Stored items
******

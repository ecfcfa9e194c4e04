//! Call value objects

use serde::{Deserialize, Serialize};
use std::fmt;
use std::str::FromStr;

/// Call status
///
/// Forward-only: Initiated -> Answered -> Ended, with Ended reachable
/// directly from Initiated (an unanswered call can still be torn down).
#[derive(Debug, Clone, Copy, PartialEq, Eq, Serialize, Deserialize)]
#[serde(rename_all = "lowercase")]
pub enum CallStatus {
    /// Offer published, waiting for the callee
    Initiated,
    /// Answer published, both descriptions exchanged
    Answered,
    /// Call has been torn down; terminal
    Ended,
}

impl CallStatus {
    /// Check if a status transition is valid
    pub fn can_transition_to(&self, new_status: CallStatus) -> bool {
        use CallStatus::*;

        match (self, new_status) {
            (Initiated, Answered) => true,
            (Initiated, Ended) => true,
            (Answered, Ended) => true,

            // Terminal; no backward transitions, no skipping
            (Ended, _) => false,
            _ => false,
        }
    }

    pub fn is_active(&self) -> bool {
        !matches!(self, CallStatus::Ended)
    }

    pub fn as_str(&self) -> &str {
        match self {
            CallStatus::Initiated => "initiated",
            CallStatus::Answered => "answered",
            CallStatus::Ended => "ended",
        }
    }
}

impl fmt::Display for CallStatus {
    fn fmt(&self, f: &mut fmt::Formatter<'_>) -> fmt::Result {
        f.write_str(self.as_str())
    }
}

/// Which participant submitted a connectivity candidate
///
/// Each side appends to its own list and drains the other side's.
#[derive(Debug, Clone, Copy, PartialEq, Eq, Serialize, Deserialize)]
#[serde(rename_all = "lowercase")]
pub enum CandidateSide {
    Caller,
    Callee,
}

impl CandidateSide {
    pub fn as_str(&self) -> &str {
        match self {
            CandidateSide::Caller => "caller",
            CandidateSide::Callee => "callee",
        }
    }

    /// The side a polling client drains: the other party's list
    pub fn opposite(&self) -> CandidateSide {
        match self {
            CandidateSide::Caller => CandidateSide::Callee,
            CandidateSide::Callee => CandidateSide::Caller,
        }
    }
}

impl fmt::Display for CandidateSide {
    fn fmt(&self, f: &mut fmt::Formatter<'_>) -> fmt::Result {
        f.write_str(self.as_str())
    }
}

impl FromStr for CandidateSide {
    type Err = String;

    fn from_str(s: &str) -> Result<Self, Self::Err> {
        match s {
            "caller" => Ok(CandidateSide::Caller),
            "callee" => Ok(CandidateSide::Callee),
            other => Err(format!("unknown candidate side: {}", other)),
        }
    }
}
//! Persistence adapters

pub mod memory;

pub use memory::InMemoryCallStore;
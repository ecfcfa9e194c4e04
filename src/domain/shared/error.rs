//! Domain errors

use thiserror::Error;

/// Domain result type
pub type Result<T> = std::result::Result<T, DomainError>;

#[derive(Error, Debug, Clone, PartialEq, Eq)]
pub enum DomainError {
    #[error("Call not found: {0}")]
    NotFound(String),

    #[error("Unauthorized: {0}")]
    Unauthorized(String),

    #[error("Invalid state transition: {0}")]
    InvalidTransition(String),

    #[error("Participant already in an active call: {0}")]
    AlreadyInCall(String),

    #[error("A call cannot target its own initiator")]
    SelfCallNotAllowed,

    #[error("Call has already been answered")]
    AlreadyAnswered,

    /// Optimistic-concurrency stamp mismatch. Not a domain outcome; the
    /// coordinator retries these with bounded attempts.
    #[error("Concurrent update conflict: {0}")]
    Conflict(String),

    #[error("Internal error: {0}")]
    Internal(String),
}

******

Activity
Write out the records above exactly, from the opening line to the line with "transition is valid", including both, with nothing added.

Task answer
repository ecfcfa9e194c4e04
//! Call value objects

use serde::{Deserialize, Serialize};
use std::fmt;
use std::str::FromStr;

/// Call status
///
/// Forward-only: Initiated -> Answered -> Ended, with Ended reachable
/// directly from Initiated (an unanswered call can still be torn down).
#[derive(Debug, Clone, Copy, PartialEq, Eq, Serialize, Deserialize)]
#[serde(rename_all = "lowercase")]
pub enum CallStatus {
    /// Offer published, waiting for the callee
    Initiated,
    /// Answer published, both descriptions exchanged
    Answered,
    /// Call has been torn down; terminal
    Ended,
}

impl CallStatus {
    /// Check if a status transition is valid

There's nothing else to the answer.